Posted on 09/10/2013 12:55:38 PM PDT by Red Badger

American eaters love a good villain. Diets that focus on one clear bad guy have gotten traction even as the bad guy has changed: fat, carbohydrates, animal products, cooked food, gluten. And now Robert Lustig, a pediatric endocrinologist at the University of California at San Francisco, is adding sugar to the list. His book "Fat Chance: Beating the Odds Against Sugar, Processed Food, Obesity, and Disease" makes the case that sugar is almost single-handedly responsible for Americans' excess weight and the illnesses that go with it. "Sugar is the biggest perpetrator of our current health crisis," says Lustig, blaming it for not just obesity and diabetes but also for insulin resistance, cardiovascular disease, stroke, even cancer. "Sugar is a toxin," he says. "Pure and simple."

His target is one particular sugar: fructose, familiar for its role in making fruit sweet. Fruit, though, is not the problem; the natural sugar in whole foods, which generally comes in small quantities, is blameless. The fructose in question is in sweeteners — table sugar, high-fructose corn syrup, maple syrup, honey and others — which are all composed of the simple sugars fructose and glucose, in about equal proportions.

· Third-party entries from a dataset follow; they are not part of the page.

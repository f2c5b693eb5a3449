use ratatui::{
    Frame,
    layout::{Alignment, Constraint, Direction, Layout, Rect},
    style::{Color, Modifier, Style},
    text::{Line, Span},
    widgets::{Block, BorderType, Borders, Paragraph},
};

use crate::game::{FoodKind, GameState, Position};
use crate::metrics::SessionStats;

pub struct Renderer;

impl Renderer {
    pub fn new() -> Self {
        Self
    }

    pub fn render(&self, frame: &mut Frame, state: &GameState, stats: &SessionStats) {
        let chunks = Layout::default()
            .direction(Direction::Vertical)
            .constraints([
                Constraint::Length(3), // Header
                Constraint::Min(0),    // Game area
                Constraint::Length(3), // Footer
            ])
            .split(frame.area());

        let header = self.render_stats(chunks[0], state, stats);
        frame.render_widget(header, chunks[0]);

        // Center the game grid horizontally
        let game_area = Layout::default()
            .direction(Direction::Horizontal)
            .constraints([
                Constraint::Percentage(10),
                Constraint::Percentage(80),
                Constraint::Percentage(10),
            ])
            .split(chunks[1])[1];

        // Render game grid, replaced wholesale by the game over screen
        if state.game_over {
            let game_over = self.render_game_over(game_area, state);
            frame.render_widget(game_over, game_area);
        } else {
            let grid = self.render_grid(game_area, state);
            frame.render_widget(grid, game_area);
        }

        let controls = self.render_controls(chunks[2], state);
        frame.render_widget(controls, chunks[2]);
    }

    fn render_grid(&self, _area: Rect, state: &GameState) -> Paragraph<'_> {
        let food_style = match state.food_kind() {
            FoodKind::Special => Style::default()
                .fg(Color::Yellow)
                .add_modifier(Modifier::BOLD),
            FoodKind::Normal => Style::default().fg(Color::Red).add_modifier(Modifier::BOLD),
        };

        let mut lines = Vec::new();

        for y in 0..state.grid_size {
            let mut spans = Vec::new();

            for x in 0..state.grid_size {
                let pos = Position::new(x as i32, y as i32);

                let cell = if pos == state.snake.head() {
                    Span::styled(
                        "■ ",
                        Style::default()
                            .fg(Color::Cyan)
                            .add_modifier(Modifier::BOLD),
                    )
                } else if state.snake.occupies(pos) {
                    Span::styled("□ ", Style::default().fg(Color::Green))
                } else if pos == state.food {
                    Span::styled("O ", food_style)
                } else {
                    Span::styled(". ", Style::default().fg(Color::DarkGray))
                };

                spans.push(cell);
            }

            lines.push(Line::from(spans));
        }

        Paragraph::new(lines)
            .block(
                Block::default()
                    .borders(Borders::ALL)
                    .border_type(BorderType::Double)
                    .border_style(Style::default().fg(Color::White))
                    .title(" Snake "),
            )
            .alignment(Alignment::Center)
    }

    fn render_stats(&self, _area: Rect, state: &GameState, stats: &SessionStats) -> Paragraph<'_> {
        let text = vec![Line::from(vec![
            Span::styled("Score: ", Style::default().fg(Color::Yellow)),
            Span::styled(
                state.score.to_string(),
                Style::default()
                    .fg(Color::White)
                    .add_modifier(Modifier::BOLD),
            ),
            Span::raw("    "),
            Span::styled("Foods: ", Style::default().fg(Color::Yellow)),
            Span::styled(
                state.foods_eaten.to_string(),
                Style::default().fg(Color::White),
            ),
            Span::raw("    "),
            Span::styled("Best: ", Style::default().fg(Color::Yellow)),
            Span::styled(
                stats.high_score.to_string(),
                Style::default().fg(Color::White),
            ),
            Span::raw("    "),
            Span::styled("Time: ", Style::default().fg(Color::Yellow)),
            Span::styled(stats.format_time(), Style::default().fg(Color::White)),
        ])];

        Paragraph::new(text).alignment(Alignment::Center)
    }

    fn render_game_over(&self, _area: Rect, state: &GameState) -> Paragraph<'_> {
        let text = vec![
            Line::from(""),
            Line::from(vec![Span::styled(
                "GAME OVER",
                Style::default().fg(Color::Red).add_modifier(Modifier::BOLD),
            )]),
            Line::from(""),
            Line::from(vec![
                Span::styled("Final Score: ", Style::default().fg(Color::Yellow)),
                Span::styled(
                    state.score.to_string(),
                    Style::default()
                        .fg(Color::White)
                        .add_modifier(Modifier::BOLD),
                ),
            ]),
            Line::from(""),
            Line::from(vec![
                Span::styled("Press ", Style::default().fg(Color::Gray)),
                Span::styled(
                    "R",
                    Style::default()
                        .fg(Color::Green)
                        .add_modifier(Modifier::BOLD),
                ),
                Span::styled(" to start a new game", Style::default().fg(Color::Gray)),
            ]),
        ];

        Paragraph::new(text).alignment(Alignment::Center).block(
            Block::default()
                .borders(Borders::ALL)
                .border_style(Style::default().fg(Color::Red)),
        )
    }

    fn render_controls(&self, _area: Rect, state: &GameState) -> Paragraph<'_> {
        let mut spans = vec![
            Span::styled("↑↓←→", Style::default().fg(Color::Cyan)),
            Span::raw(" to move | "),
        ];

        if state.game_over {
            spans.push(Span::styled("R", Style::default().fg(Color::Green)));
            spans.push(Span::raw(" new game | "));
        }

        spans.push(Span::styled("Q", Style::default().fg(Color::Red)));
        spans.push(Span::raw(" to quit"));

        Paragraph::new(vec![Line::from(spans)]).alignment(Alignment::Center)
    }
}

impl Default for Renderer {
    fn default() -> Self {
        Self::new()
    }
}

Although glucose can be metabolized by every cell in the body, fructose is metabolized almost entirely by the liver. There it can result in the generation of free radicals (damaged cells that can damage other cells) and uric acid (which can lead to kidney disease or gout), and it can kick off a process called de novo lipogenesis, which generates fats that can find their way into the bloodstream or be deposited on the liver itself. These byproducts are linked to obesity, insulin resistance and the group of risk factors linked to diabetes, heart disease and stroke. (Lustig gives a detailed explanation of fructose metabolism in a well-viewed YouTube video called "Sugar: The Bitter Truth.")

Everyone agrees that fructose can be metabolized that way, but not that it always is metabolized that way when people consume it in moderate amounts. In rats, the link between fructose and metabolic diseases is so well established that researchers who want to study insulin-resistant rats feed them fructose to get them to that state. Fructose metabolism research in people, though, is limited by scientists' inability to kill their human subjects in order to dissect their livers and is further complicated by variation from human to human: Race, sex, exercise, melatonin, probiotics and antioxidants, among other things, affect how our bodies deal with fructose.

In some human studies, large doses of fructose have certainly been shown to do harm, and alarmingly quickly. One 2009 study fed 16 men a controlled diet, then that same diet plus a fructose supplement that added 35 percent to their calorie consumption, and found fat deposits on their livers, increased triglycerides and insulin sensitivity after just one week. But as the fructose dose decreases, so does the strength of the link to disease. Luc Tappy of the University of Lausanne in Switzerland concluded in a recent paper that, although large doses of fructose undoubtedly cause problems, "there is no solid evidence that fructose, when consumed in moderate amounts, has deleterious effects."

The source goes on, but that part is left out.